Sie sind mit Kabelbindern an Strassenlaternen gebunden, die Köpfe unter den Kapuzenpullis gesenkt und dem Hass der Anwohner ausgesetzt – zwei Ukrainer, denen die Kollaboration mit russischen Besatzern vorgeworfen wird, werden derzeit in der befreiten Stadt Cherson zur Schau gestellt. Gedemütigt warten die vermeintlichen Kollaborateure auf ihre Strafe. Doch sie sind nicht die einzigen.

Wer von den Russen profitierte, muss sich jetzt verantworten. In seiner abendlichen Rede sprach der ukrainische Präsident Wolodimir Selenski (44) über die «Neutralisierung von Saboteuren». Die Behörden riefen die Bevölkerung in Cherson dazu auf, die Verräter – beziehungsweise Kollaborateure – ausfindig zu machen.

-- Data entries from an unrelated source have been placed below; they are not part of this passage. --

//! Local TCP listener and accept loop.
//!
//! The listener owns the local end of the tunnel: it binds
//! `127.0.0.1:<local_port>`, accepts client connections, and spawns one
//! forwarder task per connection. The accept loop observes the session
//! cancellation token at every wait, and drains every forwarder it spawned
//! before returning, so the listener task finishing means no connection
//! tasks remain.

use std::net::SocketAddr;
use std::sync::Arc;
use std::time::Duration;

use chrono::{DateTime, Utc};
use dashmap::DashMap;
use tokio::net::{TcpListener, TcpStream};
use tokio::task::JoinSet;
use tokio_util::sync::CancellationToken;
use tracing::{debug, trace, warn};
use uuid::Uuid;

use super::error::TunnelError;

/// Registry entry for one live forwarded connection.
#[derive(Debug, Clone)]
pub struct ForwardedConnection {
    pub peer: SocketAddr,
    pub opened_at: DateTime<Utc>,
}

/// Live connections, keyed by a per-connection id. Inserted by the accept
/// loop, removed by each forwarder as it finishes.
pub(crate) type ConnectionRegistry = Arc<DashMap<Uuid, ForwardedConnection>>;

/// Pause after a failed accept so a persistent error cannot spin the loop.
const ACCEPT_ERROR_BACKOFF: Duration = Duration::from_millis(100);

#[derive(Debug)]
pub(crate) struct TunnelListener {
    listener: TcpListener,
    local_addr: SocketAddr,
}

impl TunnelListener {
    /// Bind the local forwarding port. Failure (port in use, permission
    /// denied) is a fatal setup error.
    pub(crate) async fn bind(local_port: u16) -> Result<Self, TunnelError> {
        let addr = format!("127.0.0.1:{local_port}");
        let listener = TcpListener::bind(&addr)
            .await
            .map_err(|source| TunnelError::Bind {
                port: local_port,
                source,
            })?;
        let local_addr = listener.local_addr().map_err(|source| TunnelError::Bind {
            port: local_port,
            source,
        })?;
        Ok(Self {
            listener,
            local_addr,
        })
    }

    pub(crate) fn local_addr(&self) -> SocketAddr {
        self.local_addr
    }

    /// Accept connections until cancelled, handing each socket to a
    /// forwarder task built by `forward`.
    ///
    /// Errors accepting an individual connection are logged and the loop
    /// continues; only cancellation stops it. On the way out the loop waits
    /// for every forwarder (they observe the same token) and clears the
    /// registry.
    pub(crate) async fn accept_loop<F, Fut>(
        self,
        cancel: CancellationToken,
        registry: ConnectionRegistry,
        forward: F,
    ) where
        F: Fn(TcpStream, CancellationToken) -> Fut + Send + 'static,
        Fut: Future<Output = Result<(u64, u64), TunnelError>> + Send + 'static,
    {
        let mut forwarders: JoinSet<()> = JoinSet::new();
        debug!("tunnel listening on {}", self.local_addr);

        loop {
            tokio::select! {
                _ = cancel.cancelled() => break,

                accepted = self.listener.accept() => {
                    match accepted {
                        Ok((local, peer)) => {
                            let id = Uuid::new_v4();
                            debug!(%peer, %id, "accepted tunnel connection");
                            registry.insert(id, ForwardedConnection {
                                peer,
                                opened_at: Utc::now(),
                            });

                            let connection = forward(local, cancel.clone());
                            let registry = registry.clone();
                            forwarders.spawn(async move {
                                match connection.await {
                                    Ok((sent, received)) => {
                                        trace!(%id, sent, received, "tunnel connection finished");
                                    }
                                    Err(e) => debug!(%id, "tunnel connection error: {e}"),
                                }
                                registry.remove(&id);
                            });
                        }
                        Err(e) => {
                            warn!("error accepting tunnel connection: {e}");
                            tokio::time::sleep(ACCEPT_ERROR_BACKOFF).await;
                        }
                    }
                }

                // Reap finished forwarders so the set does not grow over a
                // long-lived session.
                Some(_) = forwarders.join_next(), if !forwarders.is_empty() => {}
            }
        }

        while forwarders.join_next().await.is_some() {}
        registry.clear();
    }
}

Während acht Monaten Besatzung spaltete sich die ukrainische Bevölkerung Chersons in diejenigen, die sich gegen die Aggressoren auflehnten – auch wenn sie damit ihr Leben riskierten, und diejenigen, die sich den Invasoren anschlossen. Letztere übernahmen teils hohe Regierungsposten. Dazwischen lebten Bürger, die lediglich versuchten, zu überleben.

«Jeder wird bestraft werden»

Kein Kollaborateur werde sich der Verantwortung vor dem Gesetz entziehen können, sagte Roman Golownja, Berater des Bürgermeisters der Stadt Cherson laut Ukrinform. Und: «Jeder wird bestraft werden.»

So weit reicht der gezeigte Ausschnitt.